Saygısızlıkla Mücadele Derneği

Saygısızlık sözcüğü için sözlükler: Saygısız olma hali, hürmetsizlik, saygısızca davranış, terbiyesizlik, diyor.
Sadece bir kişi, bir il, bir bölge, bir ülke, bir tek gün için yeterli olabilir mi saygılı olma durumu. Saygı her durumda hepimiz için en elzem davranış değil midir?
Saygısızlık hangi durumda ve kime yapılırsa yapılsın kabahattir, yanlıştır, hatadır hatta yasalar karşısında suçtur.
Saygının en önemli kazanımı barış değil midir? Saygının olmadığı yerde barıştan söz edilebilir mi?
Yurtta ve dünyada barışı sağlama mücadelesi veren bu konuda da örnek alacağımız, aklımıza ilk gelen isim elbette Mustafa Kemal Atatürk.

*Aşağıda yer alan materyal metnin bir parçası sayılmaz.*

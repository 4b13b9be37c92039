//! # ctxhub-host
//!
//! Outbound nanoapp-to-host messaging and inbound host-to-nanoapp delivery.
//! Wire encoding lives entirely behind the [`HostLink`] trait; this crate
//! only manages message-record ownership across the send lifecycle, which
//! spans the nanoapp's call, the transport's thread, and the deferred
//! release back on the loop thread.

#[cfg(not(feature = "std"))]
extern crate alloc;

#[cfg(not(feature = "std"))]
use alloc::{boxed::Box, sync::Arc, vec::Vec};
#[cfg(feature = "std")]
use std::sync::Arc;

use log::{debug, warn};

use ctxhub_core::{
    AppId, AsyncError, Event, EventType, FreeHook, InstanceId, SlotHandle,
};
use ctxhub_evloop::EventLoop;
use ctxhub_pool::{PoolStats, SlotPool};

/// Destination meaning "no particular host endpoint"; never a valid send
/// target.
pub const HOST_ENDPOINT_UNSPECIFIED: u16 = 0xfffe;
/// Destination meaning "every host client".
pub const HOST_ENDPOINT_BROADCAST: u16 = 0xffff;

/// One outbound message record, owned by the pool from acceptance until the
/// transport reports completion.
#[derive(Debug)]
pub struct HostMessage {
    /// Stable identity of the sending nanoapp, for host-side attribution.
    pub app_id: AppId,
    pub sender: InstanceId,
    pub message_type: u32,
    pub host_endpoint: u16,
    pub data: Vec<u8>,
}

/// Payload of [`EventType::HOST_MESSAGE`] events delivered to nanoapps.
#[derive(Debug, Clone, PartialEq, Eq)]
pub struct HostMessageReceived {
    pub message_type: u32,
    pub host_endpoint: u16,
    pub data: Vec<u8>,
}

/// The transport under the host connection.
///
/// `send` accepts or rejects synchronously and must not block. After
/// acceptance the transport owns the referenced record until it reports
/// completion by posting `SystemCallback::HostMessageDelivered { handle }`
/// from whatever thread it runs on.
pub trait HostLink: Send {
    fn send(&mut self, handle: SlotHandle, message: &HostMessage) -> bool;
}

struct OutboundRecord {
    message: HostMessage,
    free_hook: Option<FreeHook>,
}

/// Manages the outbound message pool and the host-link send lifecycle.
pub struct HostCommsManager {
    link: Box<dyn HostLink>,
    outbound: SlotPool<OutboundRecord>,
    max_message_size: usize,
}

impl HostCommsManager {
    pub fn new(link: Box<dyn HostLink>, pool_capacity: usize, max_message_size: usize) -> Self {
        Self {
            link,
            outbound: SlotPool::new(pool_capacity),
            max_message_size,
        }
    }

    /// Sends one message from a nanoapp to the host.
    ///
    /// Oversized data and the unspecified endpoint are rejected before any
    /// allocation. Whatever the outcome, the free hook runs exactly once: on
    /// any synchronous `false` it runs inline (we are in the nanoapp's
    /// context), otherwise it runs on the loop thread when the transport
    /// reports completion.
    pub fn send_message_to_host(
        &mut self,
        app_id: AppId,
        sender: InstanceId,
        data: Vec<u8>,
        message_type: u32,
        host_endpoint: u16,
        free_hook: Option<FreeHook>,
    ) -> bool {
        if data.len() > self.max_message_size {
            warn!(
                "host: rejecting {} byte message from {sender} (max {})",
                data.len(),
                self.max_message_size
            );
            run_hook(free_hook);
            return false;
        }
        if host_endpoint == HOST_ENDPOINT_UNSPECIFIED {
            warn!("host: rejecting message from {sender} to the unspecified endpoint");
            run_hook(free_hook);
            return false;
        }

        let message = HostMessage {
            app_id,
            sender,
            message_type,
            host_endpoint,
            data,
        };
        // The hook enters the record only once the slot exists, so an
        // exhausted pool can still run it inline.
        let handle = match self.outbound.insert(OutboundRecord {
            message,
            free_hook: None,
        }) {
            Ok(handle) => handle,
            Err(err) => {
                warn!("host: dropping message from {sender}: {err}");
                run_hook(free_hook);
                return false;
            }
        };

        let Self { link, outbound, .. } = self;
        let accepted = outbound
            .with_mut(handle, |record| {
                record.free_hook = free_hook;
                link.send(handle, &record.message)
            })
            .unwrap_or(false);
        if !accepted {
            // Transport rejection: release inline, still in app context.
            if let Ok(record) = self.outbound.take(handle) {
                run_hook(record.free_hook);
            }
            return false;
        }
        debug!("host: accepted message {handle} from {sender}");
        true
    }

    /// Deferred completion for an accepted message; loop thread only, so the
    /// free hook runs in nanoapp-executable context.
    pub fn handle_delivered(&mut self, handle: SlotHandle, error: AsyncError) {
        match self.outbound.take(handle) {
            Ok(record) => {
                if !error.is_success() {
                    warn!(
                        "host: transport failed to deliver {handle} from {}: {error}",
                        record.message.sender
                    );
                }
                run_hook(record.free_hook);
            }
            Err(err) => warn!("host: completion for unknown message {handle}: {err}"),
        }
    }

    /// Delivers a host-originated message to one nanoapp or, with
    /// [`InstanceId::BROADCAST`], to every nanoapp registered for
    /// [`EventType::HOST_MESSAGE`]. Droppable under pressure.
    pub fn deliver_host_message(
        &self,
        ev: &EventLoop,
        target: InstanceId,
        message_type: u32,
        host_endpoint: u16,
        data: Vec<u8>,
    ) {
        let message = HostMessageReceived {
            message_type,
            host_endpoint,
            data,
        };
        if ev
            .post_event(Event::system(
                EventType::HOST_MESSAGE,
                target,
                Arc::new(message),
            ))
            .is_err()
        {
            debug!("host: inbound message for {target} dropped");
        }
    }

    pub fn outbound_stats(&self) -> PoolStats {
        self.outbound.stats()
    }
}

fn run_hook(hook: Option<FreeHook>) {
    if let Some(hook) = hook {
        hook();
    }
}

#[cfg(test)]
mod tests;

Saygısızlığa karşı örgütlü savaş açan ilk kişi Atatürk. Onun isteği üzerine 1930 yılında 'Saygısızlıkla Mücadele Derneği' kurulur. Amaç, toplumun kaybolan iyi davranışlarını tekrar ortaya çıkarmak, bozulan insan ilişkilerini biraz olsun düzeltmek, temiz sokaklarda birbirine saygı gösteren birbirine değer veren insanlar olarak yaşamak.
Atatürk, bunu sağlamaya çalışır. Atatürk bu yönüyle de önder olmuştur. Afiş çalışmaları için hemen emir veriyor, hazırlıklar hızla başlıyor, afişler hazırlanıyor. Afişlerde:
"Vatandaş! Yere tükürene, yasak dinlemeyene, herkesin rahatını bozana, saygısızlıkların her türlüsüne aldırmazlık etme" sözlerine de yer veriliyor. 'Vatandaş' afişi trenlerde, tramvaylarda kısaca halkın gözünün önünde yer alan her duvarda boy gösteriyor.
Toplum bu konuya uzak olmadığı için büyük ilgi gösteriyor. Herkes olumsuz davranışların ve edep dış kabul edilen hareketlerin üzerine gidiyor bir hayli ilerleme oluyor.
. Fakat ne yazık ki bu güzelim çalışmanın, derneğin ömrü uzun olmuyor, 10 yıl sonra dernek kapanıyor.
Atatürk’ün böyle bir dernek kurduğunu öğrendiğimde hem bir kez daha hayran oldum Atatürk’e hem de bu işleyişin sürdürülememesine üzüldüm.
Böyle bir derneğin günümüzde de işlerliğini sürdürüyor olduğunu ya da yeniden kurulduğunu düşündün bir an. Hangi tür saygısızlıklarla mücadele etmek zorunda kalırdı acaba? Afişlerde hangi resimler, hangi karikatürler yer alırdı ki? Derneğin tüzüğünde neler yer alırdı,ilkeleri neler olurdu?
Saygısızlığı işimize, çıkarımıza uygun hale getirip sadece bize yapılanları saygısızlık görüp bizim yaptıklarımızın doğruluğu konusunda direnir miydik?

Hayatı kendi doğrularımızla yaşayıp ve hayatın gerçeklerini kendi doğrularımız zannederek, zannettiklerimizle hükmederek sürdürür müydük ilişkilerimizi? Dolayısıyla aksileşir miydik, inatlaşır mıydık? Tek doğru kendi düşüncemiz zannederek.
Biliyorum ki söylenmekle olmuyor. Biliyorum ki”ayinesi iştir kişinin lafa bakılmaz.”En doğrusu saygılı olmanın gerekliğinin bir günün bir haftanın,bir yılın üç yılın işi olmadığını bilmek,bunun “bir kere”liğinin dahi bağışlanmayabileceğinin kabulleniş olgunluğuna ermektir.